◆ Exercise
Among the records that follow, count the lines where "ClientConfig" appears, and state the count by itself.

◆ Dataset extract
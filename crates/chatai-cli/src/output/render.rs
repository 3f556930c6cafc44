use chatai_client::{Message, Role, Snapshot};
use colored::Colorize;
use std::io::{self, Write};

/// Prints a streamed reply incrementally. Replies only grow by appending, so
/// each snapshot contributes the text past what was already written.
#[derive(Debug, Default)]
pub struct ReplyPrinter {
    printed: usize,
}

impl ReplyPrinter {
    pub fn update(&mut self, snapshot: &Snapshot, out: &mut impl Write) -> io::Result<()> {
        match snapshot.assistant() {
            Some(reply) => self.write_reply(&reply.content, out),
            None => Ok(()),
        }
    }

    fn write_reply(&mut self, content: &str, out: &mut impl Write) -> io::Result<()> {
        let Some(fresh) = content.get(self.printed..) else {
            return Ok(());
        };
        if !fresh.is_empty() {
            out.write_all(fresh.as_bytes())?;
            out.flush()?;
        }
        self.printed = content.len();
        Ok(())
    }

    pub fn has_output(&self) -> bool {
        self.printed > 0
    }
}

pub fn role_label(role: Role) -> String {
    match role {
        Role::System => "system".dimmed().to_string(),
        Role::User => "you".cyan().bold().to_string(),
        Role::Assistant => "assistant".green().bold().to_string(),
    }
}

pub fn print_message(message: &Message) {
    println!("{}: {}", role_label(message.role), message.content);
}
* * *
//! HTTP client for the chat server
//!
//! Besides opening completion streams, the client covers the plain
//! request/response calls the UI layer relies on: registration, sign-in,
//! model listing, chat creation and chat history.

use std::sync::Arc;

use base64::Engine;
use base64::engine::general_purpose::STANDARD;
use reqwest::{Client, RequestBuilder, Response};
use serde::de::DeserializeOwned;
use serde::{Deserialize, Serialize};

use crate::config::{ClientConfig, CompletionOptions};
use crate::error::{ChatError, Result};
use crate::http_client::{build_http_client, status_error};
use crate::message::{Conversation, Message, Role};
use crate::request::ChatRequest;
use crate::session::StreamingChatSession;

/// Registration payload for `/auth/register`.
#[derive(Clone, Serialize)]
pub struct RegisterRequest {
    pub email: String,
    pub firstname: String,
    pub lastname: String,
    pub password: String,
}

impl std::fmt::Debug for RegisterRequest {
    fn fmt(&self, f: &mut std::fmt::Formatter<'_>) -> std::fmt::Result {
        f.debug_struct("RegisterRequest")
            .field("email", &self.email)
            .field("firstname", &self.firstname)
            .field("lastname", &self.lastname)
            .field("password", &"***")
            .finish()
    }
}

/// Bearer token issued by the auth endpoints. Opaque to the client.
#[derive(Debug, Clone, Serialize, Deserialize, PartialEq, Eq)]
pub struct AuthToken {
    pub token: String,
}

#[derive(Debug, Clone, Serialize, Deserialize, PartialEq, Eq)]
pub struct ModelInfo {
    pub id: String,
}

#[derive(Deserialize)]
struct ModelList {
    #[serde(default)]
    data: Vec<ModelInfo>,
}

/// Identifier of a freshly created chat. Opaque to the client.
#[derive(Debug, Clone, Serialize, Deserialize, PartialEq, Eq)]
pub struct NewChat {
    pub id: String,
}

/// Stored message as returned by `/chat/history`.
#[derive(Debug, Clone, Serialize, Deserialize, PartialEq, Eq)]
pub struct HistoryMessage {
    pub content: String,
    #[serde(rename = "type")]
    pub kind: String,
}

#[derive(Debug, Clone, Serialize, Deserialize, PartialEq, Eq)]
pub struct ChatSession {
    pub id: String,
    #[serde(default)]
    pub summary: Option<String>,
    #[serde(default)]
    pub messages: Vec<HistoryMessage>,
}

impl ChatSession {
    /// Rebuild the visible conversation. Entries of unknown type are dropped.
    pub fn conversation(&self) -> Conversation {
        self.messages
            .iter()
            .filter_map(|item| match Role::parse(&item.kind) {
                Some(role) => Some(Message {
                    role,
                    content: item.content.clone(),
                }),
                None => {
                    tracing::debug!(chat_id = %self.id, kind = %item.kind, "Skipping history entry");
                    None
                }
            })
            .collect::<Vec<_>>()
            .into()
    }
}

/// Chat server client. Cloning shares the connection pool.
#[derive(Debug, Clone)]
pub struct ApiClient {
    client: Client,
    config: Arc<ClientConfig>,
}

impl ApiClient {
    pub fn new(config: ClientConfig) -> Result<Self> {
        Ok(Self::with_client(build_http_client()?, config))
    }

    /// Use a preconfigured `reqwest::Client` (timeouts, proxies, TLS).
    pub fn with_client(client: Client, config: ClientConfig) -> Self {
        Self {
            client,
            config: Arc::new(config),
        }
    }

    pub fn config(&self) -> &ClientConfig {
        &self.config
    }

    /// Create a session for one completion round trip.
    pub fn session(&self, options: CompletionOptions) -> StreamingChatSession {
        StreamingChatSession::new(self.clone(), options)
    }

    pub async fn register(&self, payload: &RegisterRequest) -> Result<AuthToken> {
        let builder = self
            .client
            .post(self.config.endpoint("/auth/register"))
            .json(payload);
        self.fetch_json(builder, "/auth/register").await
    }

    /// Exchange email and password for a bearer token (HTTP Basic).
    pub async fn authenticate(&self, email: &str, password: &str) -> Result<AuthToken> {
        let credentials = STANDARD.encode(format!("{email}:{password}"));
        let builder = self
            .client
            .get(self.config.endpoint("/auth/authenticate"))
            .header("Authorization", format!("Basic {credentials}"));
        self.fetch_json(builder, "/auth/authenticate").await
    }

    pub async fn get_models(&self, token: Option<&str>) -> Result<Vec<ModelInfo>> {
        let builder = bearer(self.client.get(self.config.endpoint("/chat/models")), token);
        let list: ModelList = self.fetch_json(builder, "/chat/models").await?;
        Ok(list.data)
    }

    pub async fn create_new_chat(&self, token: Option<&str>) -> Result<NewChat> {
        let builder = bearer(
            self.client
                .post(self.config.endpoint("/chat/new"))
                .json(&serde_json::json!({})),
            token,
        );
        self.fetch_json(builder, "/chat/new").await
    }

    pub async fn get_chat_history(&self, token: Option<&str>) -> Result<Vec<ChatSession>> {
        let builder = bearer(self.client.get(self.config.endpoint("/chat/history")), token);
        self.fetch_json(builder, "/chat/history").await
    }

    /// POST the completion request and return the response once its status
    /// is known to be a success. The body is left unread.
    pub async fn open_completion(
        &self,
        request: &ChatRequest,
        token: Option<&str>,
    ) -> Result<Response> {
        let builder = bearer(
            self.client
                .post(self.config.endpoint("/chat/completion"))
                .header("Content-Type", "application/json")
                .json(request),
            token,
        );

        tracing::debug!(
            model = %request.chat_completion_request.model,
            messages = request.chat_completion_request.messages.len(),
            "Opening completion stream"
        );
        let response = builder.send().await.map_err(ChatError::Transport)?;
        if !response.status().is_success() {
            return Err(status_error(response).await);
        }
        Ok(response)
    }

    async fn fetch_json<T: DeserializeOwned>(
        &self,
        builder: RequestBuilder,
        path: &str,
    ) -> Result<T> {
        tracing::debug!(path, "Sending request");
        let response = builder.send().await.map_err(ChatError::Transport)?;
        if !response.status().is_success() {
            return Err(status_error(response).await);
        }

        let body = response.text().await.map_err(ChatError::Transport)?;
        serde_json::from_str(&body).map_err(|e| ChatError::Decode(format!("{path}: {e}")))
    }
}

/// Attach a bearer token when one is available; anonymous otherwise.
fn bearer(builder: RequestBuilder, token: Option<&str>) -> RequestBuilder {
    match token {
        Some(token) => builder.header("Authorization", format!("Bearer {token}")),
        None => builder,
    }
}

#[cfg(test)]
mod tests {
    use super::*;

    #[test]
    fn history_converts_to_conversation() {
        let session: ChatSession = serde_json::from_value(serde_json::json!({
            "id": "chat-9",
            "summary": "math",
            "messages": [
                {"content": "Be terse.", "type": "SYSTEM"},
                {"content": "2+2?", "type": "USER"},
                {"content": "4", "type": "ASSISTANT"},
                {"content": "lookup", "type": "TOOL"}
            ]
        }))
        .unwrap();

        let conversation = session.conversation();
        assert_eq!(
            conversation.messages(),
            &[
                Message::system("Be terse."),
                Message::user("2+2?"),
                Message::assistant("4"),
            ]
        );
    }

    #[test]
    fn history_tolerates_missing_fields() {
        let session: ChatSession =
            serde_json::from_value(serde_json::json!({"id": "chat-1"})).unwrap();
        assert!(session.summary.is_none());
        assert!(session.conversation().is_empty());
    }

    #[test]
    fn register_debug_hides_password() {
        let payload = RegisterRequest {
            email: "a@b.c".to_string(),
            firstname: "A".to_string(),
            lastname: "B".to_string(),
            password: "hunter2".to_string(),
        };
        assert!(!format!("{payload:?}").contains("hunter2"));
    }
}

◆ Task result
5